The pandemic has sent us further down this rabbit hole in pursuit of distraction, information, connection; all the while, we try to shake that sense of impending doom.


At one point in “Inside,” while curled up in the fetal position on the floor under a blanket surrounded by jumbles of cords — an image worthy of a pandemic-era time capsule — Burnham, his eyes closed, ruminates on the mess we are in.


“I don’t know about you guys, but, you know, I’ve been thinking recently that, you know, maybe allowing giant digital media corporations to exploit the neurochemical drama of our children for profit — you know, maybe that was a bad call by us. Maybe the flattening of the entire subjective human experience into a lifeless exchange of value that benefits nobody, except for, you know, a handful of bug-eyed salamanders in Silicon Valley — maybe that as a way of life forever, maybe that’s not good.”

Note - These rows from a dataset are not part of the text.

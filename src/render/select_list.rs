//! The projection: `SELECT <list>`. A thin wrapper around a pushed
//! [`ExpressionListRenderer`] in projection mode — see §4.3.

use std::cell::RefCell;
use std::rc::Rc;

use crate::ast::SegmentRef;
use crate::render::expression_list::{ExpressionListHooks, ExpressionListRenderer};
use crate::visit::{Dispatcher, Filtered, Hooks};

pub type SelectListRenderer = Filtered<SelectListHooks>;

pub struct SelectListHooks {
    fragment: String,
    list: Option<Rc<RefCell<ExpressionListRenderer>>>,
}

impl SelectListHooks {
    pub fn new() -> Self {
        SelectListHooks {
            fragment: String::new(),
            list: None,
        }
    }

    pub fn fragment(&self) -> &str {
        &self.fragment
    }
}

impl Hooks for SelectListHooks {
    fn matches(&self, segment: SegmentRef<'_>) -> bool {
        matches!(segment, SegmentRef::SelectList(_))
    }

    fn enter_matched(&mut self, _segment: SegmentRef<'_>, dispatcher: &mut Dispatcher) {
        let list = Rc::new(RefCell::new(ExpressionListRenderer::new(
            ExpressionListHooks::new(true),
        )));
        dispatcher.push(list.clone());
        self.list = Some(list);
    }

    fn leave_matched(&mut self, _segment: SegmentRef<'_>, _dispatcher: &mut Dispatcher) {
        if let Some(list) = self.list.take() {
            self.fragment.push_str(list.borrow().hooks().fragment());
        }
    }
}
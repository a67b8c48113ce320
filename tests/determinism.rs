//! §8's purity properties: `render` is a pure function of the AST, and two
//! structurally equal trees render identically.

use relsql::ast::{Column, Direction, Expression, From, OrderByField, Select, Table};
use relsql::build;
use relsql::render;

fn sample_select() -> Select {
    let t = Table::aliased("employee", "e");
    let list = build::select_list(vec![
        Expression::Column(Column::new("id", t.clone())),
        Expression::Column(Column::aliased("name", t.clone(), "n")),
    ])
    .unwrap();
    Select::builder(list)
        .from(From::new(vec![t.clone()]))
        .order_by(OrderByField::new(Column::new("id", t), Direction::Ascending))
        .build()
}

#[test]
fn rendering_the_same_statement_twice_is_byte_identical() {
    let select = sample_select();
    assert_eq!(render(&select).unwrap(), render(&select).unwrap());
}

#[test]
fn a_deep_clone_renders_identically_to_the_original() {
    let select = sample_select();
    let clone = select.clone();
    assert_eq!(render(&select).unwrap(), render(&clone).unwrap());
}

#[test]
fn rendered_output_never_contains_double_spaces() {
    let select = sample_select();
    let rendered = render(&select).unwrap();
    assert!(!rendered.contains("  "), "found a double space in {rendered:?}");
}

#[test]
fn absent_clauses_never_leave_a_trace_in_the_output() {
    let t = Table::new("employee");
    let list = build::select_list(vec![Expression::Column(Column::new("id", t.clone()))]).unwrap();
    let select = Select::builder(list).from(From::new(vec![t])).build();
    let rendered = render(&select).unwrap();

    for absent in [" WHERE ", " JOIN ", " ORDER BY ", " LIMIT", " OFFSET", "DISTINCT"] {
        assert!(!rendered.contains(absent), "unexpected {absent:?} in {rendered:?}");
    }
}
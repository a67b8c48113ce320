//! The top-level statement segment.

use crate::ast::clause::{From, Join, OrderByField, SelectList, Where};

/// A `SELECT` statement.
///
/// `limit`/`offset` are scalar properties read at `leave(Select)` time by
/// the statement renderer; they are not traversal children (invariant 2).
#[derive(Debug, Clone, PartialEq)]
pub struct Select {
    select_list: SelectList,
    from: Option<From>,
    joins: Vec<Join>,
    r#where: Option<Where>,
    order_by: Vec<OrderByField>,
    distinct: bool,
    limit: Option<u64>,
    offset: Option<u64>,
}

impl Select {
    pub fn select_list(&self) -> &SelectList {
        &self.select_list
    }

    pub fn from(&self) -> Option<&From> {
        self.from.as_ref()
    }

    pub fn joins(&self) -> &[Join] {
        &self.joins
    }

    pub fn r#where(&self) -> Option<&Where> {
        self.r#where.as_ref()
    }

    pub fn order_by(&self) -> &[OrderByField] {
        &self.order_by
    }

    pub fn distinct(&self) -> bool {
        self.distinct
    }

    pub fn limit(&self) -> Option<u64> {
        self.limit
    }

    pub fn offset(&self) -> Option<u64> {
        self.offset
    }

    /// Starts a staging builder. See [`crate::build::SelectBuilder`].
    pub(crate) fn from_parts(
        select_list: SelectList,
        from: Option<From>,
        joins: Vec<Join>,
        r#where: Option<Where>,
        order_by: Vec<OrderByField>,
        distinct: bool,
        limit: Option<u64>,
        offset: Option<u64>,
    ) -> Self {
        Select {
            select_list,
            from,
            joins,
            r#where,
            order_by,
            distinct,
            limit,
            offset,
        }
    }
}
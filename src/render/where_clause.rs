//! The `WHERE` clause: a single delegated [`ConditionRenderer`].

use std::cell::RefCell;
use std::rc::Rc;

use crate::ast::SegmentRef;
use crate::render::condition::{ConditionHooks, ConditionRenderer};
use crate::visit::{Dispatcher, Filtered, Hooks};

pub type WhereRenderer = Filtered<WhereHooks>;

pub struct WhereHooks {
    fragment: String,
    condition: Option<Rc<RefCell<ConditionRenderer>>>,
}

impl WhereHooks {
    pub fn new() -> Self {
        WhereHooks {
            fragment: String::new(),
            condition: None,
        }
    }

    pub fn fragment(&self) -> &str {
        &self.fragment
    }
}

impl Hooks for WhereHooks {
    fn matches(&self, segment: SegmentRef<'_>) -> bool {
        matches!(segment, SegmentRef::Where(_))
    }

    fn enter_matched(&mut self, _segment: SegmentRef<'_>, dispatcher: &mut Dispatcher) {
        self.fragment.push_str(" WHERE ");
        let condition = Rc::new(RefCell::new(ConditionRenderer::new(ConditionHooks::new())));
        dispatcher.push(condition.clone());
        self.condition = Some(condition);
    }

    fn leave_matched(&mut self, _segment: SegmentRef<'_>, _dispatcher: &mut Dispatcher) {
        if let Some(condition) = self.condition.take() {
            self.fragment.push_str(condition.borrow().hooks().fragment());
        }
    }
}
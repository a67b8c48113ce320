//! The `FROM` clause. Every table is handled inline — none are delegated,
//! since a bare [`Table`] has no children of its own.

use crate::ast::{Aliased, SegmentRef};
use crate::visit::{Dispatcher, Filtered, Hooks};

pub type FromRenderer = Filtered<FromHooks>;

pub struct FromHooks {
    fragment: String,
    count: usize,
}

impl FromHooks {
    pub fn new() -> Self {
        FromHooks {
            fragment: String::new(),
            count: 0,
        }
    }

    pub fn fragment(&self) -> &str {
        &self.fragment
    }
}

impl Hooks for FromHooks {
    fn matches(&self, segment: SegmentRef<'_>) -> bool {
        matches!(segment, SegmentRef::From(_))
    }

    fn enter_matched(&mut self, _segment: SegmentRef<'_>, _dispatcher: &mut Dispatcher) {
        self.fragment.push_str(" FROM ");
    }

    fn enter_nested(&mut self, segment: SegmentRef<'_>, _dispatcher: &mut Dispatcher) {
        if let SegmentRef::Table(t) = segment {
            if self.count > 0 {
                self.fragment.push_str(", ");
            }
            self.count += 1;
            self.fragment.push_str(t.name());
            if let Some(alias) = t.alias() {
                self.fragment.push_str(" AS ");
                self.fragment.push_str(alias);
            }
        }
    }

    fn leave_matched(&mut self, _segment: SegmentRef<'_>, _dispatcher: &mut Dispatcher) {}
}
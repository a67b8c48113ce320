//! The top-level `SELECT` statement renderer: stitches every clause
//! renderer's fragment into the final SQL string.

use std::cell::RefCell;
use std::rc::Rc;

use crate::ast::SegmentRef;
use crate::render::from::{FromHooks, FromRenderer};
use crate::render::join::{JoinHooks, JoinRenderer};
use crate::render::order_by::{OrderByHooks, OrderByRenderer};
use crate::render::select_list::{SelectListHooks, SelectListRenderer};
use crate::render::where_clause::{WhereHooks, WhereRenderer};
use crate::visit::{Dispatcher, Filtered, Hooks};

pub type StatementRenderer = Filtered<StatementHooks>;

pub struct StatementHooks {
    fragment: String,
    select_list: Option<Rc<RefCell<SelectListRenderer>>>,
    from: Option<Rc<RefCell<FromRenderer>>>,
    join: Option<Rc<RefCell<JoinRenderer>>>,
    wher: Option<Rc<RefCell<WhereRenderer>>>,
    order_by: Option<Rc<RefCell<OrderByRenderer>>>,
}

impl StatementHooks {
    pub fn new() -> Self {
        StatementHooks {
            fragment: String::new(),
            select_list: None,
            from: None,
            join: None,
            wher: None,
            order_by: None,
        }
    }

    pub fn fragment(&self) -> &str {
        &self.fragment
    }
}

impl Hooks for StatementHooks {
    fn matches(&self, segment: SegmentRef<'_>) -> bool {
        matches!(segment, SegmentRef::Select(_))
    }

    fn enter_matched(&mut self, _segment: SegmentRef<'_>, dispatcher: &mut Dispatcher) {
        // Pushed in reverse syntactic order (order-by, where, join, from,
        // select-list) so the stack's top is the select-list renderer,
        // matching the first real child the walk visits.
        let order_by = Rc::new(RefCell::new(OrderByRenderer::new(OrderByHooks::new())));
        dispatcher.push(order_by.clone());
        self.order_by = Some(order_by);

        let wher = Rc::new(RefCell::new(WhereRenderer::new(WhereHooks::new())));
        dispatcher.push(wher.clone());
        self.wher = Some(wher);

        let join = Rc::new(RefCell::new(JoinRenderer::new(JoinHooks::new())));
        dispatcher.push(join.clone());
        self.join = Some(join);

        let from = Rc::new(RefCell::new(FromRenderer::new(FromHooks::new())));
        dispatcher.push(from.clone());
        self.from = Some(from);

        let select_list = Rc::new(RefCell::new(SelectListRenderer::new(SelectListHooks::new())));
        dispatcher.push(select_list.clone());
        self.select_list = Some(select_list);
    }

    fn leave_matched(&mut self, segment: SegmentRef<'_>, _dispatcher: &mut Dispatcher) {
        let SegmentRef::Select(select) = segment else {
            return;
        };
        self.fragment.push_str("SELECT ");
        if select.distinct() {
            self.fragment.push_str("DISTINCT ");
        }
        if let Some(r) = self.select_list.take() {
            self.fragment.push_str(r.borrow().hooks().fragment());
        }
        if let Some(r) = self.from.take() {
            self.fragment.push_str(r.borrow().hooks().fragment());
        }
        if let Some(r) = self.join.take() {
            self.fragment.push_str(r.borrow().hooks().fragment());
        }
        if let Some(r) = self.wher.take() {
            self.fragment.push_str(r.borrow().hooks().fragment());
        }
        if let Some(r) = self.order_by.take() {
            self.fragment.push_str(r.borrow().hooks().fragment());
        }
        if let Some(limit) = select.limit() {
            self.fragment.push_str(&format!(" LIMIT {limit}"));
        }
        if let Some(offset) = select.offset() {
            self.fragment.push_str(&format!(" OFFSET {offset}"));
        }
    }
}
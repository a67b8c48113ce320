//! §7's error paths: every structural failure surfaces through
//! `Result<_, RenderError>` rather than a panic.

use relsql::RenderError;
use relsql::build;

#[test]
fn empty_select_list_is_an_invalid_argument() {
    let err = build::select_list(Vec::new()).unwrap_err();
    assert!(matches!(err, RenderError::InvalidArgument { .. }));
    assert!(err.to_string().contains("invalid argument"));
}

#[test]
fn empty_in_list_is_an_invalid_argument() {
    let t = relsql::ast::Table::new("employee");
    let left = relsql::ast::Expression::Column(relsql::ast::Column::new("id", t));
    let err = build::in_list(left, Vec::new()).unwrap_err();
    assert!(matches!(err, RenderError::InvalidArgument { .. }));
}

#[test]
fn error_display_never_panics_regardless_of_path() {
    let err = RenderError::InvariantViolation {
        detail: "pop requested by a delegate that was not on top".into(),
        path: vec![],
    };
    let rendered = err.to_string();
    assert!(rendered.contains("invariant violation"));
}

#[test]
fn render_errors_carry_a_stable_miette_diagnostic_code() {
    use miette::Diagnostic;

    let err = RenderError::UnsupportedNode {
        kind: relsql::ast::SegmentKind::ConstantCondition,
        path: vec![relsql::ast::SegmentKind::Select],
    };
    let code = err.code().expect("UnsupportedNode should carry a code");
    assert_eq!(code.to_string(), "sql::unsupported_node");
}
//! The `Table` segment: a named relation, optionally aliased.

use smol_str::SmolStr;

use crate::ast::capability::Aliased;

/// A table reference, as it appears in a `FROM` clause, a `JOIN`, or as the
/// owning relation of a [`Column`](crate::ast::Column).
///
/// `Table` carries its own optional alias rather than living in a parallel
/// `AliasedTable` type: the [`Aliased`] capability is a narrow trait over the
/// optional field, not a second inheritance axis (see the design notes on
/// polymorphism without deep inheritance).
#[derive(Debug, Clone, PartialEq, Eq, Hash)]
pub struct Table {
    name: SmolStr,
    alias: Option<SmolStr>,
}

impl Table {
    /// Builds an unaliased table reference.
    pub fn new(name: impl Into<SmolStr>) -> Self {
        Table {
            name: name.into(),
            alias: None,
        }
    }

    /// Builds an aliased table reference.
    pub fn aliased(name: impl Into<SmolStr>, alias: impl Into<SmolStr>) -> Self {
        Table {
            name: name.into(),
            alias: Some(alias.into()),
        }
    }

    /// The table's declared name.
    pub fn name(&self) -> &SmolStr {
        &self.name
    }

    /// The name a sibling segment should qualify itself with: the alias if
    /// one was given, otherwise the table's own name.
    pub fn reference_name(&self) -> &SmolStr {
        self.alias.as_ref().unwrap_or(&self.name)
    }
}

impl Aliased for Table {
    fn alias(&self) -> Option<&SmolStr> {
        self.alias.as_ref()
    }
}

#[cfg(test)]
mod tests {
    use super::*;

    #[test]
    fn unaliased_reference_name_is_the_table_name() {
        let t = Table::new("employee");
        assert_eq!(t.reference_name(), "employee");
        assert_eq!(t.alias(), None);
    }

    #[test]
    fn aliased_reference_name_is_the_alias() {
        let t = Table::aliased("employee", "e");
        assert_eq!(t.reference_name(), "e");
        assert_eq!(t.name(), "employee");
        assert_eq!(t.alias(), Some(&SmolStr::new("e")));
    }
}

In “Don’t Look Up,” the chief “bug-eyed salamander,” a Steve Jobs-like character and the third richest man on the planet, is almost completely responsible for allowing the comet to collide with Earth; his eleventh-hour attempt to plumb the rock for trillions of dollars worth of materials fails. In the end, he and a handful of haves escape on a spaceship, leaving the remaining billions of have-nots to die.


Juxtaposed with Jeff Bezos, one of the richest men on Earth, launching into space on his own rocket last year — a trip back-dropped by pandemic devastation (and a passing blip on the cultural radar) — is beyond parody … almost.


Near the end of “Don’t Look Up,” Leonardo DiCaprio’s character, an awkward astronomer turned media darling, delivers an emotional monologue. Staring into the camera, he implores: “What have we done to ourselves? How do we fix it?” Funny. We were just asking ourselves the same thing.